When you walk around Jerez or Cadiz, which has the same sitting tenant
problem, you can see perfectly good buildings some still inhabited but
virtual ruins and it makes no sense until you understand the these things.
Rent control destroys property values and eventually destroys the properties
themselves. But beware of jumping on a plane and heading for the nearest
bargain in Jerez. There are still a lot of disputed rights and the courts
take their time, just one sitting tenant and you may have to wait centuries...

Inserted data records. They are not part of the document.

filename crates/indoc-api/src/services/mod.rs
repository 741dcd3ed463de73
pub mod ingest;
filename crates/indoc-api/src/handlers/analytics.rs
use crate::auth::TenantContext;
use crate::error::{ErrorResponse, HttpAppError};
use crate::state::DbState;
use axum::{extract::State, Json};
use indoc_core::models::{AnalyticsSummary, ProcessingSummary};

#[utoipa::path(
    get,
    path = "/analytics/summary",
    tag = "analytics",
    responses(
        (status = 200, description = "Document and storage totals for the tenant", body = AnalyticsSummary),
        (status = 401, description = "Missing or invalid API key", body = ErrorResponse)
    ),
    security(("api_key" = []))
)]
pub async fn get_summary(
    State(db): State<DbState>,
    tenant_ctx: TenantContext,
) -> Result<Json<AnalyticsSummary>, HttpAppError> {
    let summary = db
        .analytics_repository
        .get_summary(tenant_ctx.tenant_id)
        .await?;

    Ok(Json(summary))
}

#[utoipa::path(
    get,
    path = "/analytics/processing",
    tag = "analytics",
    responses(
        (status = 200, description = "Per-status document counts for the tenant", body = ProcessingSummary),
        (status = 401, description = "Missing or invalid API key", body = ErrorResponse)
    ),
    security(("api_key" = []))
)]
pub async fn get_processing(
    State(db): State<DbState>,
    tenant_ctx: TenantContext,
) -> Result<Json<ProcessingSummary>, HttpAppError> {
    let summary = db
        .analytics_repository
        .get_processing_summary(tenant_ctx.tenant_id)
        .await?;

    Ok(Json(summary))
}
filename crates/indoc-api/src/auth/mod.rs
//! API-key tenant scoping.
//!
//! Every protected request carries an `X-API-Key` header that resolves to an
//! active tenant. This is request scoping, not an authorization system: there
//! are no roles or permissions, only the tenant boundary.

mod middleware;
mod models;

pub use middleware::{api_key_middleware, AuthState};
pub use models::TenantContext;
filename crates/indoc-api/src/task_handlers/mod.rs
//! Task handlers invoked by the worker through the dispatch context.

mod process_document;

pub use process_document::ProcessDocumentHandler;

use crate::state::AppState;
use anyhow::Result;
use async_trait::async_trait;
use indoc_core::models::Task;
use std::sync::Arc;

/// A handler for one task type.
#[async_trait]
pub trait TaskHandler: Send + Sync {
    async fn process(&self, task: &Task, state: Arc<AppState>) -> Result<()>;
}
use anyhow::{Context, Result};
use async_trait::async_trait;
use std::sync::Arc;

use indoc_core::models::{DocumentStatus, ProcessDocumentPayload, Task};

use super::TaskHandler;
use crate::state::AppState;

/// Handles `process_document` tasks: load the document, run the processing
/// step, and record the terminal status.
pub struct ProcessDocumentHandler;

impl ProcessDocumentHandler {
    async fn run(&self, task: &Task, state: &Arc<AppState>) -> Result<()> {
        let payload: ProcessDocumentPayload = serde_json::from_value(task.payload.clone())
            .context("Failed to parse process_document payload")?;

        tracing::Span::current().record("document.id", payload.document_id.to_string());

        let document = state
            .db
            .document_repository
            .get_document(task.tenant_id, payload.document_id)
            .await?
            .ok_or_else(|| {
                anyhow::anyhow!("Document {} not found for processing", payload.document_id)
            })?;

        tracing::info!(
            document_id = %document.id,
            filename = %document.original_filename,
            file_size = document.file_size,
            "Processing document"
        );

        // Content extraction and indexing hang off this seam; today the
        // processing step is the status transition itself.

        state
            .db
            .document_repository
            .update_status(task.tenant_id, document.id, DocumentStatus::Ready)
            .await?
            .ok_or_else(|| {
                anyhow::anyhow!("Document {} disappeared before completion", document.id)
            })?;

        tracing::info!(document_id = %document.id, "Document ready");
        Ok(())
    }
}

#[async_trait]
impl TaskHandler for ProcessDocumentHandler {
    #[tracing::instrument(skip(self, task, state), fields(task.id = %task.id, document.id = tracing::field::Empty))]
    async fn process(&self, task: &Task, state: Arc<AppState>) -> Result<()> {
        let result = self.run(task, &state).await;

        if let Err(ref e) = result {
            tracing::error!(error = %e, "Document processing failed");

            // Mark the document failed so its terminal state is visible even
            // when the task has retries left; a later successful attempt
            // moves it to ready.
            if let Ok(payload) =
                serde_json::from_value::<ProcessDocumentPayload>(task.payload.clone())
            {
                if let Err(update_err) = state
                    .db
                    .document_repository
                    .update_status(task.tenant_id, payload.document_id, DocumentStatus::Failed)
                    .await
                {
                    tracing::error!(
                        error = %update_err,
                        document_id = %payload.document_id,
                        "Failed to mark document as failed"
                    );
                }
            }
        }

        result
    }
}
//! inDoc Core Library
//!
//! This crate provides core domain models, error types, configuration, and the
//! content fingerprint function shared across all inDoc components.

pub mod config;
pub mod error;
pub mod fingerprint;
pub mod models;

// Re-export commonly used types
pub use config::Config;
pub use error::{AppError, ErrorMetadata, LogLevel};
pub use fingerprint::content_fingerprint;
//! Application state and sub-state extractors.
//!
//! AppState is split into domain sub-states so handlers can extract only what
//! they need via Axum's `FromRef`, instead of one god object.

use indoc_core::Config;
use indoc_db::{AnalyticsRepository, DocumentRepository, TaskRepository, TenantRepository};
use indoc_worker::TaskQueue;
use sqlx::PgPool;
use std::sync::Arc;

// ----- Sub-state types -----

/// Database pool and repositories.
#[derive(Clone)]
pub struct DbState {
    pub pool: PgPool,
    pub document_repository: DocumentRepository,
    pub tenant_repository: TenantRepository,
    pub task_repository: TaskRepository,
    pub analytics_repository: AnalyticsRepository,
}

/// Limits and allowlists for the ingestion pipeline.
#[derive(Clone, Debug)]
pub struct IngestConfig {
    pub max_document_size: usize,
    pub allowed_extensions: Vec<String>,
}

/// Task queue and its repository.
#[derive(Clone)]
pub struct TaskState {
    pub task_queue: TaskQueue,
    pub task_repository: TaskRepository,
}

// ----- AppState -----

/// Main application state: aggregates sub-states for dependency injection.
#[derive(Clone)]
pub struct AppState {
    pub db: DbState,
    pub ingest: IngestConfig,
    pub tasks: TaskState,
    pub config: Config,
    pub is_production: bool,
}

// ----- FromRef for sub-state extraction -----

impl axum::extract::FromRef<Arc<AppState>> for DbState {
    fn from_ref(state: &Arc<AppState>) -> Self {
        state.db.clone()
    }
}

impl axum::extract::FromRef<Arc<AppState>> for IngestConfig {
    fn from_ref(state: &Arc<AppState>) -> Self {
        state.ingest.clone()
    }
}

impl axum::extract::FromRef<Arc<AppState>> for TaskState {
    fn from_ref(state: &Arc<AppState>) -> Self {
        state.tasks.clone()
    }
}

fn _assert_app_state_send_sync() {
    fn assert_send<T: Send>() {}
    fn assert_sync<T: Sync>() {}
    assert_send::<AppState>();
    assert_sync::<AppState>();
}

The new apartment blocks outside of town help the situation. Tenants find
fresh water in the taps, showers that work, space and comfort and state
subsidised rents. It must be tempting. Of course they are walking away
from those lovely inner courtyards with their lemon trees and orange blossoms,
but in a ruin, who cares. In the barrio you also have the problem of urban
crime, barking dogs, unsilenced motor scooters echoing down the impossibly
narrow streets. Your neighbours window may overlook your house and
be less than four feet away. Yet for Jo and others like her, investing
in these old barrio homes gives them a way of life that is virtually impossible
in modern America and although it is hard to find good plumbers and builders
and you will have to do a lot of the work yourself, the pleasure of living
so close to town and restoring, rebuilding, bringing these pretty large
spaces back to life is so fantastically rewarding. Jo is lucky, she has
two courtyards and what was an industrial workshop will be her dance studio.
In neither America or England do we build such character spaces. The nearest
one can compare it to is loft spaces, but loft spaces are usually one
space and these are many spaces around courtyards open to the clear blue
sky. Restored well, these places are perfect dwellings for new lifestyles.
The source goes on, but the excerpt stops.